I commend you on this. I have a few questions that I would be honoured if you wouldn’t mind replying back to.
1. How did you work around obtaining information and sharing the data? What were the major obstacles that you faced other than the 4-month time limit? (“this community owns the data and will choose who and how it will be shared, should they choose to”) I completely understand the concept of owning the data and how the community decides what to do with it. It is very, very similar to where I live and work.
2. Do you feel like the community saw you as one of their own over time or realized that you respected them so that they were willing to co-operate? What was a pivotal moment that helped you with the community in order to complete the evaluation?
3. What motivated you to become an evaluator for NMDOH?
4. Have you ever evaluated other programs in regards to sexual violence prevention education programs in other Countries?
5. What technological tools did you find to be the best to help you collect data? What types of data were the most difficult to obtain?
Thank you for your time,
Magdalena Brzoska
Hello Magdalena,
I appreciate your kind and supportive words, and apologize for taking so much time to respond. In all honesty, I didn’t know that you left a comment/question! I’ll go through each of your questions to answer them the best way possible.

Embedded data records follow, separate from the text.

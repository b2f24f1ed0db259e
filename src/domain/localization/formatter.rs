//! Positional message formatting
//!
//! Placeholders are `{n}`, `{n,number}` and `{n,date}` where `n` indexes the
//! argument list. Numbers follow the grouping and decimal conventions of the
//! target language; dates use its medium date pattern. Anything that is not
//! a well-formed placeholder is copied through unchanged.

use chrono::{DateTime, NaiveDate};
use serde_json::Value;

use super::locale::base_language;

const MAX_FRACTION_DIGITS: usize = 3;

/// Substitutes `args` into `template`. With no arguments the template is
/// returned untouched, literal placeholders included.
pub fn format_message(template: &str, args: &[Value], locale: &str) -> String {
    if args.is_empty() {
        return template.to_string();
    }

    let conventions = Conventions::for_locale(locale);
    let mut out = String::with_capacity(template.len() + 16);
    let mut rest = template;

    while let Some(open) = rest.find('{') {
        out.push_str(&rest[..open]);
        let after = &rest[open + 1..];

        let Some(close) = after.find('}') else {
            out.push_str(&rest[open..]);
            return out;
        };

        let body = &after[..close];
        match Placeholder::parse(body) {
            Some(placeholder) => {
                match args.get(placeholder.index) {
                    Some(arg) => out.push_str(&render(arg, placeholder.style, &conventions)),
                    None => out.push_str(&rest[open..open + close + 2]),
                }
                rest = &after[close + 1..];
            }
            None => {
                out.push('{');
                rest = after;
            }
        }
    }

    out.push_str(rest);
    out
}

#[derive(Debug, Clone, Copy, PartialEq, Eq)]
enum Style {
    Plain,
    Number,
    Date,
}

#[derive(Debug, Clone, Copy)]
struct Placeholder {
    index: usize,
    style: Style,
}

impl Placeholder {
    fn parse(body: &str) -> Option<Self> {
        let (index, style) = match body.split_once(',') {
            Some((index, style)) => {
                let style = match style.trim() {
                    "number" => Style::Number,
                    "date" => Style::Date,
                    _ => return None,
                };
                (index, style)
            }
            None => (body, Style::Plain),
        };

        let index = index.trim();
        if index.is_empty() || !index.bytes().all(|b| b.is_ascii_digit()) {
            return None;
        }

        Some(Self {
            index: index.parse().ok()?,
            style,
        })
    }
}

#[derive(Debug, Clone, Copy, PartialEq, Eq)]
enum DatePattern {
    /// Jan 5, 2024
    MonthDayYear,
    /// 05.01.2024
    DayMonthYearDots,
    /// 05/01/2024
    DayMonthYearSlashes,
    /// 05-01-2024
    DayMonthYearDashes,
    /// 2024/01/05
    YearMonthDaySlashes,
    /// 2024-01-05
    Iso,
}

impl DatePattern {
    fn chrono_format(self) -> &'static str {
        match self {
            DatePattern::MonthDayYear => "%b %-d, %Y",
            DatePattern::DayMonthYearDots => "%d.%m.%Y",
            DatePattern::DayMonthYearSlashes => "%d/%m/%Y",
            DatePattern::DayMonthYearDashes => "%d-%m-%Y",
            DatePattern::YearMonthDaySlashes => "%Y/%m/%d",
            DatePattern::Iso => "%Y-%m-%d",
        }
    }
}

#[derive(Debug, Clone, Copy)]
struct Conventions {
    group: char,
    decimal: char,
    date: DatePattern,
}

impl Conventions {
    fn for_locale(locale: &str) -> Self {
        let language = base_language(locale).to_ascii_lowercase();

        let (group, decimal) = match language.as_str() {
            "de" | "es" | "it" | "nl" | "pt" | "id" | "tr" | "da" | "el" => ('.', ','),
            "fr" | "ru" | "pl" | "cs" | "sk" | "sv" | "nb" | "no" | "fi" | "uk" | "hu" => {
                ('\u{00A0}', ',')
            }
            _ => (',', '.'),
        };

        let date = match language.as_str() {
            "en" => DatePattern::MonthDayYear,
            "de" | "ru" | "pl" | "cs" | "fi" | "nb" | "no" | "tr" | "uk" => {
                DatePattern::DayMonthYearDots
            }
            "fr" | "es" | "it" | "pt" | "el" => DatePattern::DayMonthYearSlashes,
            "nl" | "da" => DatePattern::DayMonthYearDashes,
            "ja" | "zh" => DatePattern::YearMonthDaySlashes,
            _ => DatePattern::Iso,
        };

        Self {
            group,
            decimal,
            date,
        }
    }
}

fn render(arg: &Value, style: Style, conventions: &Conventions) -> String {
    match style {
        Style::Plain => render_plain(arg, conventions),
        Style::Number => match arg {
            Value::String(s) => match s.trim().parse::<f64>() {
                Ok(n) => format_float(n, conventions),
                Err(_) => s.clone(),
            },
            other => render_plain(other, conventions),
        },
        Style::Date => {
            format_date(arg, conventions).unwrap_or_else(|| render_plain(arg, conventions))
        }
    }
}

fn render_plain(arg: &Value, conventions: &Conventions) -> String {
    match arg {
        Value::String(s) => s.clone(),
        Value::Number(n) => format_number(n, conventions),
        Value::Bool(b) => b.to_string(),
        Value::Null => "null".to_string(),
        // Arrays and objects as compact JSON
        other => other.to_string(),
    }
}

fn format_number(n: &serde_json::Number, conventions: &Conventions) -> String {
    if let Some(i) = n.as_i64() {
        let digits = i.unsigned_abs().to_string();
        let grouped = group_digits(&digits, conventions.group);
        return if i < 0 { format!("-{}", grouped) } else { grouped };
    }
    if let Some(u) = n.as_u64() {
        return group_digits(&u.to_string(), conventions.group);
    }
    format_float(n.as_f64().unwrap_or_default(), conventions)
}

fn format_float(value: f64, conventions: &Conventions) -> String {
    if value.is_nan() {
        return "NaN".to_string();
    }
    if value.is_infinite() {
        let symbol = if value < 0.0 { "-∞" } else { "∞" };
        return symbol.to_string();
    }

    let rendered = format!("{:.*}", MAX_FRACTION_DIGITS, value.abs());
    let (integer, fraction) = rendered
        .split_once('.')
        .unwrap_or((rendered.as_str(), ""));
    let fraction = fraction.trim_end_matches('0');

    let mut out = String::with_capacity(rendered.len() + 4);
    // -0.0001 rounds to 0 and loses its sign
    if value < 0.0 && (integer != "0" || !fraction.is_empty()) {
        out.push('-');
    }
    out.push_str(&group_digits(integer, conventions.group));
    if !fraction.is_empty() {
        out.push(conventions.decimal);
        out.push_str(fraction);
    }
    out
}

fn group_digits(digits: &str, separator: char) -> String {
    let mut out = String::with_capacity(digits.len() + digits.len() / 3 * 2);
    for (i, c) in digits.chars().enumerate() {
        if i > 0 && (digits.len() - i) % 3 == 0 {
            out.push(separator);
        }
        out.push(c);
    }
    out
}

fn format_date(arg: &Value, conventions: &Conventions) -> Option<String> {
    let date = match arg {
        Value::String(s) => parse_date(s.trim())?,
        // Epoch milliseconds
        Value::Number(n) => DateTime::from_timestamp_millis(n.as_i64()?)?.date_naive(),
        _ => return None,
    };
    Some(date.format(conventions.date.chrono_format()).to_string())
}

fn parse_date(s: &str) -> Option<NaiveDate> {
    DateTime::parse_from_rfc3339(s)
        .map(|dt| dt.date_naive())
        .ok()
        .or_else(|| NaiveDate::parse_from_str(s, "%Y-%m-%d").ok())
}

#[cfg(test)]
mod tests {
    use super::*;
    use serde_json::json;

    fn args(values: Value) -> Vec<Value> {
        match values {
            Value::Array(items) => items,
            other => vec![other],
        }
    }

    #[test]
    fn test_no_args_is_identity() {
        assert_eq!(format_message("Hello {0}", &[], "en"), "Hello {0}");
        assert_eq!(format_message("", &[], "en"), "");
    }

    #[test]
    fn test_positional_substitution() {
        let result = format_message(
            "Hello {0}, you have {1} items",
            &args(json!(["Ann", "3"])),
            "en",
        );
        assert_eq!(result, "Hello Ann, you have 3 items");
    }

    #[test]
    fn test_repeated_and_reordered_placeholders() {
        let result = format_message("{1} {0} {1}", &args(json!(["a", "b"])), "en");
        assert_eq!(result, "b a b");
    }

    #[test]
    fn test_unresolved_placeholder_kept() {
        let result = format_message("{0} and {2,number}", &args(json!(["x"])), "en");
        assert_eq!(result, "x and {2,number}");
    }

    #[test]
    fn test_malformed_placeholders_pass_through() {
        let a = args(json!(["x"]));
        assert_eq!(format_message("{name} {0}", &a, "en"), "{name} x");
        assert_eq!(format_message("{0,choice} {0}", &a, "en"), "{0,choice} x");
        assert_eq!(format_message("{} {0}", &a, "en"), "{} x");
        assert_eq!(format_message("tail {0", &a, "en"), "tail {0");
        assert_eq!(format_message("{{0}}", &a, "en"), "{x}");
    }

    #[test]
    fn test_strings_inserted_verbatim() {
        let result = format_message("{0}", &args(json!(["1234.5"])), "de");
        assert_eq!(result, "1234.5");
    }

    #[test]
    fn test_number_grouping_per_language() {
        let a = args(json!([1234.5]));
        assert_eq!(format_message("{0}", &a, "en-US"), "1,234.5");
        assert_eq!(format_message("{0}", &a, "de"), "1.234,5");
        assert_eq!(format_message("{0}", &a, "fr"), "1\u{00A0}234,5");
    }

    #[test]
    fn test_integer_formatting() {
        let a = args(json!([1234567, -9876, 12]));
        assert_eq!(
            format_message("{0} {1} {2}", &a, "en"),
            "1,234,567 -9,876 12"
        );
        assert_eq!(format_message("{0}", &a, "de_DE"), "1.234.567");
    }

    #[test]
    fn test_fraction_digits_capped() {
        assert_eq!(format_message("{0}", &args(json!([1.23456])), "en"), "1.235");
        assert_eq!(format_message("{0}", &args(json!([0.5])), "en"), "0.5");
        assert_eq!(format_message("{0}", &args(json!([-0.0001])), "en"), "0");
        assert_eq!(format_message("{0}", &args(json!([-2.5])), "de"), "-2,5");
    }

    #[test]
    fn test_number_style_parses_strings() {
        let a = args(json!(["9999.25", "n/a"]));
        assert_eq!(
            format_message("{0,number} {1,number}", &a, "en"),
            "9,999.25 n/a"
        );
    }

    #[test]
    fn test_date_style_per_language() {
        let a = args(json!(["2024-01-05T10:30:00Z"]));
        assert_eq!(format_message("{0,date}", &a, "en"), "Jan 5, 2024");
        assert_eq!(format_message("{0,date}", &a, "de"), "05.01.2024");
        assert_eq!(format_message("{0,date}", &a, "fr-FR"), "05/01/2024");
        assert_eq!(format_message("{0,date}", &a, "ja"), "2024/01/05");
        assert_eq!(format_message("{0,date}", &a, "zh_CN"), "2024/01/05");
    }

    #[test]
    fn test_date_style_accepts_plain_dates_and_epoch_millis() {
        assert_eq!(
            format_message("{0, date}", &args(json!(["2023-12-31"])), "en"),
            "Dec 31, 2023"
        );
        assert_eq!(
            format_message("{0,date}", &args(json!([0])), "de"),
            "01.01.1970"
        );
    }

    #[test]
    fn test_unparseable_date_rendered_plain() {
        let result = format_message("{0,date}", &args(json!(["tomorrow"])), "en");
        assert_eq!(result, "tomorrow");
    }

    #[test]
    fn test_other_json_types() {
        let a = args(json!([true, null, [1, 2], {"k": "v"}]));
        assert_eq!(
            format_message("{0} {1} {2} {3}", &a, "en"),
            r#"true null [1,2] {"k":"v"}"#
        );
    }

    #[test]
    fn test_non_ascii_text_around_placeholders() {
        let result = format_message("Grüße, {0}! 你好", &args(json!(["Zoë"])), "de");
        assert_eq!(result, "Grüße, Zoë! 你好");
    }
}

1. While I only had 4 months to perform the evaluation activities, I had word that the funding was coming to carry out the project (we couldn’t start work until we had the funding in hand). I spent about a month or two talking to everyone I knew about the idea – even people I didn’t think had any leads. Eventually, I was pointed to speak with two indigenous facilitators who had connections with youth and parents (I had connections with sexual assault service providers). From there, they informed me of who to talk to in order to secure participants. I spent a lot of time meeting with school faculty to make sure the messaging was clear and not triggering. The setbacks I experienced was rooted in the short amount of time I had to gain trust. I continuously reminded all the stakeholders (including the youth) that this was their information and my only obligation is to report this to CDC. I let them know that I am learning, they are the experts, and the information will only be shared with who they want it to be shared with. Also, before recording each focus group, the facilitator and I asked if everyone was ok with recording for the day (we even had consent forms for adults). One day, one of the students said they didn’t want to be recorded – so we didn’t. We still did some asset mapping that day, so I am using that for that days findings.
2. I don’t think the community sees me as one of their own, but I do think they see me as an ally. I made sure to show my respect and cooperate with what they were willing to do/share. I think the pivotal moment was my dedication to speak with them in person, extensively, and involving indigenous folks in all the aspects that I wasn’t able to cover (i.e. facilitation). I think this showed that I respected their space and wanted to serve them – not help.
3. My job! I used to live in New Orleans (I am an East Coast native), and my passion has always been in sexual violence prevention. I was a rape crisis counselor before getting my MPH. When I saw the job posting, I jumped on it and was lucky enough to be hired!
4. No, but I do quarterly literature reviews to see what’s going on around the world when it comes to sexual violence prevention. I usually present the most interesting (and potentially applicable) ones in our internal meetings.
5. I mainly used recording devices and sent the audio files to a transcriber who sent me back the transcripts. I am analyzing the transcripts via NVivo. I would say the types of data that was most difficult to obtain was people data. Basically, we were unable to engage with youth males and parents. We advertised and even held a time and place for these meetings, but no one showed up.
I hope this all answers your questions! Please feel free to reach out to me if you have any others!